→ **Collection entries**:
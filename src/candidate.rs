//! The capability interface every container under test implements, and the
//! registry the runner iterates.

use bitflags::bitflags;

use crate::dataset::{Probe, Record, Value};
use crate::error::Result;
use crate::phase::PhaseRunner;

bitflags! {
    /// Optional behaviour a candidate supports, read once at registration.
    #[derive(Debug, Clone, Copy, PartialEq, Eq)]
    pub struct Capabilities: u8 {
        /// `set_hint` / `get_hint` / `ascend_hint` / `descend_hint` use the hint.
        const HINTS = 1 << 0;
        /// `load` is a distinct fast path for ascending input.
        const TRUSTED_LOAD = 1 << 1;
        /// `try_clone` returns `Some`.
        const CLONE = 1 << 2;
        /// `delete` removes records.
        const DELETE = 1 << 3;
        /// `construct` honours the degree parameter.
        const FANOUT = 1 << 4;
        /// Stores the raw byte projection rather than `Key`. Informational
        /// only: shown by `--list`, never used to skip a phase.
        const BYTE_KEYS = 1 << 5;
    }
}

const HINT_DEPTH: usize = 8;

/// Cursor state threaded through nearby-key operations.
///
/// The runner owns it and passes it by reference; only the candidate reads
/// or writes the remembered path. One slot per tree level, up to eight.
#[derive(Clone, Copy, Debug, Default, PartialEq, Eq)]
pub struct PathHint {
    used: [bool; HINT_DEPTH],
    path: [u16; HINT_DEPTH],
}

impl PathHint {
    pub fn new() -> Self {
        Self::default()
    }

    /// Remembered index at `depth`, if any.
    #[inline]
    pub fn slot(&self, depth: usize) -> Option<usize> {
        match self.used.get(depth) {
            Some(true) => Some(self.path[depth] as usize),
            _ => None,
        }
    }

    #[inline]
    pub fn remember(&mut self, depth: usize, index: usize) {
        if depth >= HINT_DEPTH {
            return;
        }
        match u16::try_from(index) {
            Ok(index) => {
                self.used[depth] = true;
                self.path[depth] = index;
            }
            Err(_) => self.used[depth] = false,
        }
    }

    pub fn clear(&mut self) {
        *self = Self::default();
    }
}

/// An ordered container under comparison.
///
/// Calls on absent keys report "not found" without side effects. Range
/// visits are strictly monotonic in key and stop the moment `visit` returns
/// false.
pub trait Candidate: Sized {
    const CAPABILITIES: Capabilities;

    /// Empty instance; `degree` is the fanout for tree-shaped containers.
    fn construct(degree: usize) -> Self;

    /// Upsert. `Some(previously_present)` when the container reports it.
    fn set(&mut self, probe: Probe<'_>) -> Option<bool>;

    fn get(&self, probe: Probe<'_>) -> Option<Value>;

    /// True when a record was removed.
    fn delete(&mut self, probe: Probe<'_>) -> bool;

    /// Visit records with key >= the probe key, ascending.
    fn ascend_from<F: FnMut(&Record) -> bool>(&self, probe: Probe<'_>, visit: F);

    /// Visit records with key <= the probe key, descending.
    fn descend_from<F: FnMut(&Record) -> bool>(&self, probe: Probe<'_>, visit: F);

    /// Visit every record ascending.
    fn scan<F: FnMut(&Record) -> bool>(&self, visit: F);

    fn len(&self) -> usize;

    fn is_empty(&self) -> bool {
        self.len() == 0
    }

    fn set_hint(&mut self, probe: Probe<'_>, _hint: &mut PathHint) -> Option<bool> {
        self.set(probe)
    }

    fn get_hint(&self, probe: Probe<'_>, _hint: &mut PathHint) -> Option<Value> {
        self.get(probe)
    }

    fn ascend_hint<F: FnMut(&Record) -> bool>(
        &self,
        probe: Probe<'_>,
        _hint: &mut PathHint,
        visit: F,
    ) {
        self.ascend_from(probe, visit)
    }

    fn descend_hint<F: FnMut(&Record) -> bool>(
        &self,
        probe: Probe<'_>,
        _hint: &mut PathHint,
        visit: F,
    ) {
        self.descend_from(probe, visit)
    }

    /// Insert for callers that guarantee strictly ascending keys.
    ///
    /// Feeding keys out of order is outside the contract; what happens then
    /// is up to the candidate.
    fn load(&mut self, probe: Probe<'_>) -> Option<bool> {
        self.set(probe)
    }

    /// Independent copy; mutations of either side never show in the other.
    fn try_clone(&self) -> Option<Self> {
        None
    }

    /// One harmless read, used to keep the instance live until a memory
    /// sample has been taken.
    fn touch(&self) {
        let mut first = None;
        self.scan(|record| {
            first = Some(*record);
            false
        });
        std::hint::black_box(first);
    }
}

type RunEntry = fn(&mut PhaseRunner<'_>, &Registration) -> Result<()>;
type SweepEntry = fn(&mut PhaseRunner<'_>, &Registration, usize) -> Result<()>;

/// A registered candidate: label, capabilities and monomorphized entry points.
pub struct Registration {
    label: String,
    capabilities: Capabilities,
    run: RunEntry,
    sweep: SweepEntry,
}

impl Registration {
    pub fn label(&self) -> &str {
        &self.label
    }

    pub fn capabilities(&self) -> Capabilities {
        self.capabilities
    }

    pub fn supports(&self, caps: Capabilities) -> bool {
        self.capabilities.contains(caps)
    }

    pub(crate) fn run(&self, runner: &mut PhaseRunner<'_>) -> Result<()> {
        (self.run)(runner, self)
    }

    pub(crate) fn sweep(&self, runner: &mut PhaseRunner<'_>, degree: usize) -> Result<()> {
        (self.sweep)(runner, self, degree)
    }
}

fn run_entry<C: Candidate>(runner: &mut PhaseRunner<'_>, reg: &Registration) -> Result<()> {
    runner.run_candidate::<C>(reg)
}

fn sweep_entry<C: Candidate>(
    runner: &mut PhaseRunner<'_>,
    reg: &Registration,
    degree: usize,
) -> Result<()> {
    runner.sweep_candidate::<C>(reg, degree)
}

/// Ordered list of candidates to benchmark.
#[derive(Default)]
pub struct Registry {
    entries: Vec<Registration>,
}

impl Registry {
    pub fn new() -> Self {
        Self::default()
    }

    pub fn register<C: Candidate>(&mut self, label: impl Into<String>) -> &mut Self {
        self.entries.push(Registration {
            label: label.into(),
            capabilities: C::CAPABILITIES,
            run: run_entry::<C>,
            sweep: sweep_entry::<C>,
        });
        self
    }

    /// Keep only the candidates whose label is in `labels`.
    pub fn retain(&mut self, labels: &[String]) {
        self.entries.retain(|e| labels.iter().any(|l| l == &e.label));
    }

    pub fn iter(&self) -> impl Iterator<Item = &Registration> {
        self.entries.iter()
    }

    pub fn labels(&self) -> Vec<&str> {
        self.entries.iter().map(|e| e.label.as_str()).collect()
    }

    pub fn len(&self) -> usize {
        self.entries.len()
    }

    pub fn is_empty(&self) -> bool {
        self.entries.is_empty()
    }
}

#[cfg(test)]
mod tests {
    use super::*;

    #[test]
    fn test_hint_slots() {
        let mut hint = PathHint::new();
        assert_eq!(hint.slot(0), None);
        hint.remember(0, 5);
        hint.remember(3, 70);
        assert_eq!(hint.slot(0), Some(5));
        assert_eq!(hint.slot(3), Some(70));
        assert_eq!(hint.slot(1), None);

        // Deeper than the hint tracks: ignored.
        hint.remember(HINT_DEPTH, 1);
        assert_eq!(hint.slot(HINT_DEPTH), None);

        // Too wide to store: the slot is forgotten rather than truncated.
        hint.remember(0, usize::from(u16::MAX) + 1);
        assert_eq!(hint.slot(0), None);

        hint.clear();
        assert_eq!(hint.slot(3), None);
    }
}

→ **Exercise objective**:
Each entry needs to be copied out exactly.

→ **Result for this exercise**:
filename src/candidate.rs
//! The capability interface every container under test implements, and the
//! registry the runner iterates.

use bitflags::bitflags;

use crate::dataset::{Probe, Record, Value};
use crate::error::Result;
use crate::phase::PhaseRunner;

bitflags! {
    /// Optional behaviour a candidate supports, read once at registration.
    #[derive(Debug, Clone, Copy, PartialEq, Eq)]
    pub struct Capabilities: u8 {
        /// `set_hint` / `get_hint` / `ascend_hint` / `descend_hint` use the hint.
        const HINTS = 1 << 0;
        /// `load` is a distinct fast path for ascending input.
        const TRUSTED_LOAD = 1 << 1;
        /// `try_clone` returns `Some`.
        const CLONE = 1 << 2;
        /// `delete` removes records.
        const DELETE = 1 << 3;
        /// `construct` honours the degree parameter.
        const FANOUT = 1 << 4;
        /// Stores the raw byte projection rather than `Key`. Informational
        /// only: shown by `--list`, never used to skip a phase.
        const BYTE_KEYS = 1 << 5;
    }
}

const HINT_DEPTH: usize = 8;

/// Cursor state threaded through nearby-key operations.
///
/// The runner owns it and passes it by reference; only the candidate reads
/// or writes the remembered path. One slot per tree level, up to eight.
#[derive(Clone, Copy, Debug, Default, PartialEq, Eq)]
pub struct PathHint {
    used: [bool; HINT_DEPTH],
    path: [u16; HINT_DEPTH],
}

impl PathHint {
    pub fn new() -> Self {
        Self::default()
    }

    /// Remembered index at `depth`, if any.
    #[inline]
    pub fn slot(&self, depth: usize) -> Option<usize> {
        match self.used.get(depth) {
            Some(true) => Some(self.path[depth] as usize),
            _ => None,
        }
    }

    #[inline]
    pub fn remember(&mut self, depth: usize, index: usize) {
        if depth >= HINT_DEPTH {
            return;
        }
        match u16::try_from(index) {
            Ok(index) => {
                self.used[depth] = true;
                self.path[depth] = index;
            }
            Err(_) => self.used[depth] = false,
        }
    }

    pub fn clear(&mut self) {
        *self = Self::default();
    }
}

/// An ordered container under comparison.
///
/// Calls on absent keys report "not found" without side effects. Range
/// visits are strictly monotonic in key and stop the moment `visit` returns
/// false.
pub trait Candidate: Sized {
    const CAPABILITIES: Capabilities;

    /// Empty instance; `degree` is the fanout for tree-shaped containers.
    fn construct(degree: usize) -> Self;

    /// Upsert. `Some(previously_present)` when the container reports it.
    fn set(&mut self, probe: Probe<'_>) -> Option<bool>;

    fn get(&self, probe: Probe<'_>) -> Option<Value>;

    /// True when a record was removed.
    fn delete(&mut self, probe: Probe<'_>) -> bool;

    /// Visit records with key >= the probe key, ascending.
    fn ascend_from<F: FnMut(&Record) -> bool>(&self, probe: Probe<'_>, visit: F);

    /// Visit records with key <= the probe key, descending.
    fn descend_from<F: FnMut(&Record) -> bool>(&self, probe: Probe<'_>, visit: F);

    /// Visit every record ascending.
    fn scan<F: FnMut(&Record) -> bool>(&self, visit: F);

    fn len(&self) -> usize;

    fn is_empty(&self) -> bool {
        self.len() == 0
    }

    fn set_hint(&mut self, probe: Probe<'_>, _hint: &mut PathHint) -> Option<bool> {
        self.set(probe)
    }

    fn get_hint(&self, probe: Probe<'_>, _hint: &mut PathHint) -> Option<Value> {
        self.get(probe)
    }

    fn ascend_hint<F: FnMut(&Record) -> bool>(
        &self,
        probe: Probe<'_>,
        _hint: &mut PathHint,
        visit: F,
    ) {
        self.ascend_from(probe, visit)
    }

    fn descend_hint<F: FnMut(&Record) -> bool>(
        &self,
        probe: Probe<'_>,
        _hint: &mut PathHint,
        visit: F,
    ) {
        self.descend_from(probe, visit)
    }

    /// Insert for callers that guarantee strictly ascending keys.
    ///
    /// Feeding keys out of order is outside the contract; what happens then
    /// is up to the candidate.
    fn load(&mut self, probe: Probe<'_>) -> Option<bool> {
        self.set(probe)
    }

    /// Independent copy; mutations of either side never show in the other.
    fn try_clone(&self) -> Option<Self> {
        None
    }

    /// One harmless read, used to keep the instance live until a memory
    /// sample has been taken.
    fn touch(&self) {
        let mut first = None;
        self.scan(|record| {
            first = Some(*record);
            false
        });
        std::hint::black_box(first);
    }
}

type RunEntry = fn(&mut PhaseRunner<'_>, &Registration) -> Result<()>;
type SweepEntry = fn(&mut PhaseRunner<'_>, &Registration, usize) -> Result<()>;

/// A registered candidate: label, capabilities and monomorphized entry points.
pub struct Registration {
    label: String,
    capabilities: Capabilities,
    run: RunEntry,
    sweep: SweepEntry,
}

impl Registration {
    pub fn label(&self) -> &str {
        &self.label
    }

    pub fn capabilities(&self) -> Capabilities {
        self.capabilities
    }

    pub fn supports(&self, caps: Capabilities) -> bool {
        self.capabilities.contains(caps)
    }

    pub(crate) fn run(&self, runner: &mut PhaseRunner<'_>) -> Result<()> {
        (self.run)(runner, self)
    }

    pub(crate) fn sweep(&self, runner: &mut PhaseRunner<'_>, degree: usize) -> Result<()> {
        (self.sweep)(runner, self, degree)
    }
}

fn run_entry<C: Candidate>(runner: &mut PhaseRunner<'_>, reg: &Registration) -> Result<()> {
    runner.run_candidate::<C>(reg)
}

fn sweep_entry<C: Candidate>(
    runner: &mut PhaseRunner<'_>,
    reg: &Registration,
    degree: usize,
) -> Result<()> {
    runner.sweep_candidate::<C>(reg, degree)
}

/// Ordered list of candidates to benchmark.
#[derive(Default)]
pub struct Registry {
    entries: Vec<Registration>,
}

impl Registry {
    pub fn new() -> Self {
        Self::default()
    }

    pub fn register<C: Candidate>(&mut self, label: impl Into<String>) -> &mut Self {
        self.entries.push(Registration {
            label: label.into(),
            capabilities: C::CAPABILITIES,
            run: run_entry::<C>,
            sweep: sweep_entry::<C>,
        });
        self
    }

    /// Keep only the candidates whose label is in `labels`.
    pub fn retain(&mut self, labels: &[String]) {
        self.entries.retain(|e| labels.iter().any(|l| l == &e.label));
    }

    pub fn iter(&self) -> impl Iterator<Item = &Registration> {
        self.entries.iter()
    }

    pub fn labels(&self) -> Vec<&str> {
        self.entries.iter().map(|e| e.label.as_str()).collect()
    }

    pub fn len(&self) -> usize {
        self.entries.len()
    }

    pub fn is_empty(&self) -> bool {
        self.entries.is_empty()
    }
}

#[cfg(test)]
mod tests {
    use super::*;

    #[test]
    fn test_hint_slots() {
        let mut hint = PathHint::new();
        assert_eq!(hint.slot(0), None);
        hint.remember(0, 5);
        hint.remember(3, 70);
        assert_eq!(hint.slot(0), Some(5));
        assert_eq!(hint.slot(3), Some(70));
        assert_eq!(hint.slot(1), None);

        // Deeper than the hint tracks: ignored.
        hint.remember(HINT_DEPTH, 1);
        assert_eq!(hint.slot(HINT_DEPTH), None);

        // Too wide to store: the slot is forgotten rather than truncated.
        hint.remember(0, usize::from(u16::MAX) + 1);
        assert_eq!(hint.slot(0), None);

        hint.clear();
        assert_eq!(hint.slot(3), None);
    }
}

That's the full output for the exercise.